Elisabeth Nunzaito-Program Headshot

Kurt Johnson was destroying dusty old shelves, desks, and chairs with a sledge hammer – yelling victoriously each time he threw the hammer down. Greg Alexander wore a University of Auburn sweatshirt for three days in a row, declaring proudly, “It’s my moving shirt.”  Browyn Sherman, Christine Pierson, and Hunter Henrickson carefully removed the stars off the wall in the star room, commenting upon each unique design, then wrapping them in bubble wrap.

Two days after A Moving Day closed the actual moving day began. First thing was to move completely out of the B2 space, the new home of Celebration Arts. Our Mainstage space became a storage closet. Moving boxes, lighting equipment, furniture, and documents were all organized in the former lobby and green room of the B Street Theatre. Everything else was given away or destroyed. Staff members, interns, company members, and volunteers worked tirelessly and after two days, we were ahead of schedule.

“You could tell we wanted to get out of this building as soon as possible,” said Move Manager Lyndsay Burch.

Dave Pierini-Program Image

The stage in B1 was dismantled. The ‘B st Theatre’ sign on top of the building had been removed. The lighting grid in B1 was taken down. On the ceiling you could see a large, dark red spot. “Those are my guts!” Tara Sissom would exclaim, telling the story of how her character in 5 Lesbians Eating a Quiche would explode and the ‘remains’ would splat on that section of the ceiling every night. The B2 building was completely empty, all of its memories packed into blue boxes and stored in the now starless star room. This was the first week of the move.

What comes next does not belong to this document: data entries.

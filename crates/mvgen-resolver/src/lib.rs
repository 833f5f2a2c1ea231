//! Symbol binding for declaration source.
//!
//! This crate resolves:
//! - Type references (`List<Vector2>` -> a constructed symbol with substituted bases)
//! - Attribute references (`[BindingProperty]` -> `BindingPropertyAttribute`)
//! - Referenced assemblies, described as bundled metadata declarations

mod compilation;
mod error;
mod lookup;
mod metadata;
mod table;

pub use compilation::{Compilation, CompilationBuilder};
pub use error::CompilationError;
pub use metadata::{core_library, mvvm_library, standard_references, unity_engine, MetadataReference};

The second week was full of waiting. The B Street staff worked via a two block stretch of K Street –  The Trade, Temple Coffee and Outlet Co-Working. We were hiring new employees, perfecting contracts, meeting with possible community partners, all the while rehearsing two shows, drinking gallons of coffee, and waiting to finally move in.  The Sofia Tsakopoulos Center for the Arts was almost ready, but a few tiny factors had to be complete; mainly inspections. There was a mechanical inspection, an electrical inspection, a plumbing inspection, an elevator inspection, a wheel chair lift inspection, a city inspection, a fire inspection. The building was examined from top to bottom. Any noticed flaw and we could be further delayed. Lyndsay Burch and Jerry Montoya checked off the list as one by one we got the green light from different committees and departments.

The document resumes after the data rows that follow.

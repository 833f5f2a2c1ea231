//! Diagnostics reported by the generators.

use std::fmt;

use crate::ast::Location;

/// Severity level for diagnostics.
#[derive(Debug, Clone, Copy, PartialEq, Eq, Hash)]
pub enum Severity {
    Error,
    Warning,
    Info,
    Hidden,
}

impl fmt::Display for Severity {
    fn fmt(&self, f: &mut fmt::Formatter<'_>) -> fmt::Result {
        match self {
            Severity::Error => write!(f, "error"),
            Severity::Warning => write!(f, "warning"),
            Severity::Info => write!(f, "info"),
            Severity::Hidden => write!(f, "hidden"),
        }
    }
}

/// Static description of a diagnostic kind.
///
/// `message_format` uses positional placeholders `{0}`, `{1}`, ...
#[derive(Debug, Clone, PartialEq, Eq)]
pub struct DiagnosticDescriptor {
    pub id: &'static str,
    pub title: &'static str,
    pub message_format: &'static str,
    pub category: &'static str,
    pub severity: Severity,
}

impl DiagnosticDescriptor {
    /// Substitute `args` into the message format.
    pub fn format_message(&self, args: &[&str]) -> String {
        let mut message = self.message_format.to_string();
        for (i, arg) in args.iter().enumerate() {
            message = message.replace(&format!("{{{i}}}"), arg);
        }
        message
    }
}

/// One reported diagnostic.
#[derive(Debug, Clone, PartialEq, Eq)]
pub struct Diagnostic {
    pub descriptor: &'static DiagnosticDescriptor,
    pub location: Option<Location>,
    pub message: String,
}

impl Diagnostic {
    pub fn create(
        descriptor: &'static DiagnosticDescriptor,
        location: Option<Location>,
        args: &[&str],
    ) -> Self {
        Self {
            descriptor,
            location,
            message: descriptor.format_message(args),
        }
    }

    pub fn code(&self) -> &'static str {
        self.descriptor.id
    }

    pub fn severity(&self) -> Severity {
        self.descriptor.severity
    }

    pub fn is_error(&self) -> bool {
        self.severity() == Severity::Error
    }
}

impl fmt::Display for Diagnostic {
    fn fmt(&self, f: &mut fmt::Formatter<'_>) -> fmt::Result {
        if let Some(location) = &self.location {
            write!(f, "{location}: ")?;
        }
        write!(f, "{}[{}]: {}", self.severity(), self.code(), self.message)
    }
}

#[cfg(test)]
mod tests {
    use super::*;
    use crate::ast::Span;

    static SAMPLE: DiagnosticDescriptor = DiagnosticDescriptor {
        id: "TEST0001",
        title: "Sample",
        message_format: "Attribute '{0}' on '{1}' is invalid",
        category: "Tests",
        severity: Severity::Warning,
    };

    #[test]
    fn test_message_formatting() {
        let diagnostic = Diagnostic::create(&SAMPLE, None, &["Label", "SetText"]);
        assert_eq!(diagnostic.message, "Attribute 'Label' on 'SetText' is invalid");
        assert_eq!(diagnostic.to_string(), "warning[TEST0001]: Attribute 'Label' on 'SetText' is invalid");
    }

    #[test]
    fn test_display_with_location() {
        let location = Location {
            path: "Binder.cs".into(),
            span: Span { start: 0, end: 4, line: 3, column: 9 },
        };
        let diagnostic = Diagnostic::create(&SAMPLE, Some(location), &["A", "B"]);
        assert!(diagnostic.to_string().starts_with("Binder.cs:3:9: warning[TEST0001]"));
        assert!(!diagnostic.is_error());
    }
}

On the morning of January 12 the entire company met. Lucy, Elisabeth Nunziato’s dog was in attendance. As was Brynlee Doyle, Alissa Doyle’s 10-month old baby. New ID badges were given, parking passes were passed out. Welcome packets were presented with maps of emergency exits in the buildings and restaurants and coffee shops around the Sofia. The company was warned not to spill coffee inside the new theatre.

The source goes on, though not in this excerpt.